Heart failure in old hypertensive rats is accompanied by the increase of neutrophil extracellular traps and myeloid-derived suppressor cells

Abstract

Arterial hypertension (AH) and heart failure (HF) are age-associated conditions usually accompanied by chronic inflammation. Neutrophil extracellular traps (NET) are important during inflammation and left ventricular remodeling but their functions in HF are poorly studied. Myeloid-derived suppressor cells (MDSC) that fulfill anti-inflammatory functions are also not studied during HF. The goal of this work is to evaluate the balance between proinflammatory NET-producing neutrophils and anti-inflammatory MDSC in pathogenesis of AH and HF in elder rats. Wistar and spontaneously hypertensive rats (SHR) aged 5 and 16 months were subjected to cardiodynamic parameters monitoring. NET formation was examined using fluorescence microscopy. MDSC were determined as CD11b/c⁺-His28⁺-RP1^+/low (granulocytic) and CD11b/c⁺-His28⁺-RP1^- (monocytic) cells by flow cytometry. Signs of HF were observed at AH: aged Wistar rats had decreased by 20.4 ± 15.5% ejection fraction (p = 0.006) compared to young ones, and old SHR by 29.4 ± 21% (p = 0.0007).
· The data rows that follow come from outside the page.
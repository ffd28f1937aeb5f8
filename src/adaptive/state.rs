//! Adaptive difficulty state (persisted)

use serde::{Deserialize, Serialize};

/// Neutral value for the continuous modifiers
pub const NEUTRAL: f64 = 1.0;

/// Continuous modifiers that decay back toward neutral
#[derive(Debug, Clone, Copy, PartialEq, Eq)]
pub enum Modifier {
    PaddleWidth,
    BallSpeed,
    PowerUpRate,
}

impl Modifier {
    pub const ALL: [Modifier; 3] = [
        Modifier::PaddleWidth,
        Modifier::BallSpeed,
        Modifier::PowerUpRate,
    ];

    /// Step applied per decay tick
    pub fn decay_step(&self) -> f64 {
        match self {
            Modifier::PaddleWidth | Modifier::BallSpeed => 0.05,
            Modifier::PowerUpRate => 0.03,
        }
    }

    /// Declared range the modifier may hold
    pub fn range(&self) -> (f64, f64) {
        match self {
            Modifier::PaddleWidth => (0.80, 1.30),
            Modifier::BallSpeed => (0.75, 1.20),
            Modifier::PowerUpRate => (0.85, 1.20),
        }
    }

    pub fn as_str(&self) -> &'static str {
        match self {
            Modifier::PaddleWidth => "paddle width",
            Modifier::BallSpeed => "ball speed",
            Modifier::PowerUpRate => "power-up rate",
        }
    }
}

/// Allowed brick durability offsets
pub const MIN_DURABILITY_MOD: i32 = -1;
pub const MAX_DURABILITY_MOD: i32 = 1;

#[derive(Debug, Clone, PartialEq, Serialize, Deserialize)]
#[serde(rename_all = "camelCase", default)]
pub struct ActiveAssists {
    pub paddle_width_mod: f64,
    pub ball_speed_mod: f64,
    pub power_up_rate_mod: f64,
    /// -1 weaker, 0 neutral, +1 harder
    pub brick_durability_mod: i32,
}

impl Default for ActiveAssists {
    fn default() -> Self {
        Self {
            paddle_width_mod: NEUTRAL,
            ball_speed_mod: NEUTRAL,
            power_up_rate_mod: NEUTRAL,
            brick_durability_mod: 0,
        }
    }
}

/// Decay deadlines in epoch-ms, 0 = inactive
#[derive(Debug, Clone, Default, PartialEq, Eq, Serialize, Deserialize)]
#[serde(rename_all = "camelCase", default)]
pub struct DecayTimers {
    pub paddle_width: u64,
    pub ball_speed: u64,
    pub power_up_rate: u64,
}

#[derive(Debug, Clone, Default, PartialEq, Serialize, Deserialize)]
#[serde(rename_all = "camelCase", default)]
pub struct AdaptiveState {
    pub active_assists: ActiveAssists,
    pub decay_timers: DecayTimers,
    /// Virtual time of the last evaluation (epoch-ms)
    pub last_evaluation: u64,
}

impl AdaptiveState {
    pub fn modifier(&self, m: Modifier) -> f64 {
        match m {
            Modifier::PaddleWidth => self.active_assists.paddle_width_mod,
            Modifier::BallSpeed => self.active_assists.ball_speed_mod,
            Modifier::PowerUpRate => self.active_assists.power_up_rate_mod,
        }
    }

    pub fn modifier_mut(&mut self, m: Modifier) -> &mut f64 {
        match m {
            Modifier::PaddleWidth => &mut self.active_assists.paddle_width_mod,
            Modifier::BallSpeed => &mut self.active_assists.ball_speed_mod,
            Modifier::PowerUpRate => &mut self.active_assists.power_up_rate_mod,
        }
    }

    pub fn timer(&self, m: Modifier) -> u64 {
        match m {
            Modifier::PaddleWidth => self.decay_timers.paddle_width,
            Modifier::BallSpeed => self.decay_timers.ball_speed,
            Modifier::PowerUpRate => self.decay_timers.power_up_rate,
        }
    }

    pub fn timer_mut(&mut self, m: Modifier) -> &mut u64 {
        match m {
            Modifier::PaddleWidth => &mut self.decay_timers.paddle_width,
            Modifier::BallSpeed => &mut self.decay_timers.ball_speed,
            Modifier::PowerUpRate => &mut self.decay_timers.power_up_rate,
        }
    }

    /// Earliest armed decay deadline, if any
    pub fn next_deadline(&self) -> Option<u64> {
        Modifier::ALL
            .iter()
            .map(|&m| self.timer(m))
            .filter(|&t| t > 0)
            .min()
    }

    /// Pull every modifier back inside its declared range.
    ///
    /// Loaded saves may carry anything; the engine only ever writes in-range values.
    pub fn clamp_modifiers(&mut self) {
        for m in Modifier::ALL {
            let (lo, hi) = m.range();
            let value = self.modifier_mut(m);
            *value = if value.is_finite() {
                value.clamp(lo, hi)
            } else {
                NEUTRAL
            };
        }
        self.active_assists.brick_durability_mod = self
            .active_assists
            .brick_durability_mod
            .clamp(MIN_DURABILITY_MOD, MAX_DURABILITY_MOD);
    }

    /// True when every modifier sits at neutral
    pub fn is_neutral(&self) -> bool {
        Modifier::ALL.iter().all(|&m| self.modifier(m) == NEUTRAL)
            && self.active_assists.brick_durability_mod == 0
    }
}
Aged Wistar rats had the level of NET 3.0 times higher (p = 0.03) than young ones; old SHR-2.9 times higher compared to young SHR (p < 0.001). In old SHR the percentage of granulocytic MDSC from the total number of leukocytes in peripheral blood was 3.98 times higher than in young SHR (p = 0.006), and 3.3 times higher than in old Wistar rats (p = 0.01); and monocytic MDSC-4.75 times higher than in young SHR (p = 0.003), and 2.3 times higher than in old Wistar rats (p = 0.04). Here, we show that HF in old rats leads to significant increase of the NET and MDSC amount versus young animals.

Keywords: Aging; Arterial hypertension; Heart failure; Myeloid-derived suppressor cells; Neutrophil extracellular traps.